Endo-1,4-beta-mannanases (beta-mannanases) randomly hydrolyse the mannosidic bonds within the main chain of various mannans and heteromannans. Some of these polysaccharides are hemicelluloses, a major part of the plant cell-wall. The beta-mannanases have been assigned to family 5 and 26 of the glycoside hydrolase clan A. This work presents a detailed kinetic analysis of the family 26 beta-mannanase CfMan26A from the soil-bacterium Cellulomonas fimi. The full-length enzyme consists of five modules: a family 26 catalytic module, an immunoglobulin-like module, a mannan-binding module, a surface layer homology-module and a module of unknown function. A truncated variant consisting of the catalytic module and the immunoglobulin-like module was used in these studies. The degradation of mannotriose, mannotetraose and mannopentaose was studied by H-1-NMR. First, the mutarotation of one of the hydrolysis products (mannose) was determined to be 1.7 10(-5) s(-1) at 5 degrees C and pH 5.0. As expected for a family 26 glycoside hydrolase, the hydrolysis was shown to proceed with overall retention of the anomeric configuration. Many 'retaining' enzymes can perform transglycosylation reactions. However, no transglycosylation could be detected. Kinetic constants were calculated from progress curves using computer simulation.
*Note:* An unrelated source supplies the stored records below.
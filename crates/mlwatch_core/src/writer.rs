//! Append writer.
//!
//! Every append encodes one complete frame and hands it to the storage layer
//! in a single write, so the file grows by exactly one frame per call. A
//! reader racing the write sees either nothing or a prefix of the frame,
//! which it treats as "not yet complete".

use crate::clock::{Clock, SystemClock};
use crate::error::CoreResult;
use mlwatch_codec::encode_frame;
use mlwatch_storage::{FileBackend, StorageBackend};
use std::path::{Path, PathBuf};
use std::sync::Arc;
use tracing::trace;

/// Appends framed records to a log file.
///
/// The file and its parent directories are created on first append. The
/// writer keeps no handle open between appends.
///
/// Only one process should append to a given file at a time.
#[derive(Debug, Clone)]
pub struct LogWriter {
    path: PathBuf,
    clock: Arc<dyn Clock>,
    sync_on_write: bool,
}

impl LogWriter {
    /// Creates a writer stamping records with the system clock.
    pub fn new(path: impl Into<PathBuf>) -> Self {
        Self {
            path: path.into(),
            clock: Arc::new(SystemClock),
            sync_on_write: false,
        }
    }

    /// Replaces the timestamp source.
    #[must_use]
    pub fn with_clock(mut self, clock: Arc<dyn Clock>) -> Self {
        self.clock = clock;
        self
    }

    /// Calls `fsync` after every append when enabled.
    #[must_use]
    pub fn sync_on_write(mut self, value: bool) -> Self {
        self.sync_on_write = value;
        self
    }

    /// Returns the log file path.
    pub fn path(&self) -> &Path {
        &self.path
    }

    /// Appends `message` stamped with the current time.
    ///
    /// Returns the offset where the frame begins.
    ///
    /// # Errors
    ///
    /// Returns [`crate::CoreError::Io`] if the directory or file cannot be
    /// created or written. Failures are not retried.
    pub fn append(&self, message: &str) -> CoreResult<u64> {
        self.append_at(self.clock.now(), message)
    }

    /// Appends `message` with an explicit timestamp.
    ///
    /// # Errors
    ///
    /// Same as [`LogWriter::append`], plus [`crate::CoreError::Codec`] for a
    /// payload larger than 4 GiB.
    pub fn append_at(&self, timestamp: f64, message: &str) -> CoreResult<u64> {
        let mut backend = FileBackend::open_append(&self.path)?;
        let offset = write_frame(&mut backend, timestamp, message)?;
        if self.sync_on_write {
            backend.sync()?;
        }
        Ok(offset)
    }
}

/// Appends one record to `log_path`, stamped with the system clock.
///
/// # Errors
///
/// Returns [`crate::CoreError::Io`] on any filesystem failure.
pub fn append(log_path: impl AsRef<Path>, message: &str) -> CoreResult<()> {
    LogWriter::new(log_path.as_ref()).append(message)?;
    Ok(())
}

/// Encodes a frame and appends it to `backend` in one write.
///
/// Returns the offset where the frame begins.
///
/// # Errors
///
/// Returns an error if encoding or the backend write fails.
pub fn write_frame(
    backend: &mut dyn StorageBackend,
    timestamp: f64,
    message: &str,
) -> CoreResult<u64> {
    let frame = encode_frame(timestamp, message.as_bytes())?;
    let offset = backend.append(&frame)?;
    trace!(offset, len = frame.len(), "appended frame");
    Ok(offset)
}
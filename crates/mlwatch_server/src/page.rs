//! The HTML page shared by the dashboard and the collector.

use std::time::Duration;

const TEMPLATE: &str = include_str!("../assets/index.html");

/// How the page treats each `GET /logs` response.
#[derive(Debug, Clone, Copy, PartialEq, Eq)]
pub(crate) enum PageMode {
    /// The endpoint drains: append each response to what is shown.
    Append,
    /// The endpoint returns full history: replace what is shown.
    Replace,
}

/// Renders the page with the poll interval embedded.
pub(crate) fn render(poll_interval: Duration, mode: PageMode) -> String {
    TEMPLATE
        .replace("{{POLL_INTERVAL_MS}}", &poll_interval.as_millis().to_string())
        .replace(
            "{{APPEND}}",
            if mode == PageMode::Append { "true" } else { "false" },
        )
}

#[cfg(test)]
mod tests {
    use super::*;

    #[test]
    fn placeholders_are_filled() {
        let page = render(Duration::from_secs(15), PageMode::Append);
        assert!(page.contains("const POLL_INTERVAL_MS = 15000;"));
        assert!(page.contains("const APPEND = true;"));
        assert!(!page.contains("{{"));

        let page = render(Duration::from_millis(250), PageMode::Replace);
        assert!(page.contains("const POLL_INTERVAL_MS = 250;"));
        assert!(page.contains("const APPEND = false;"));
    }
}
It was revealed that the -3 subsite had a greater impact on the apparent k(cat)/K-m ratio (the catalytic efficiency) than the +2 subsite. The beta-anomer of mannotriose was hydrolysed 1000-times more efficiently than the alpha-anomer indicating selectivity for the beta- over the alpha-anomer in the +1 subsite. With background information from the previous published 3D-structure of the truncated variant of Man26A, a structural explanation for the observations is discussed.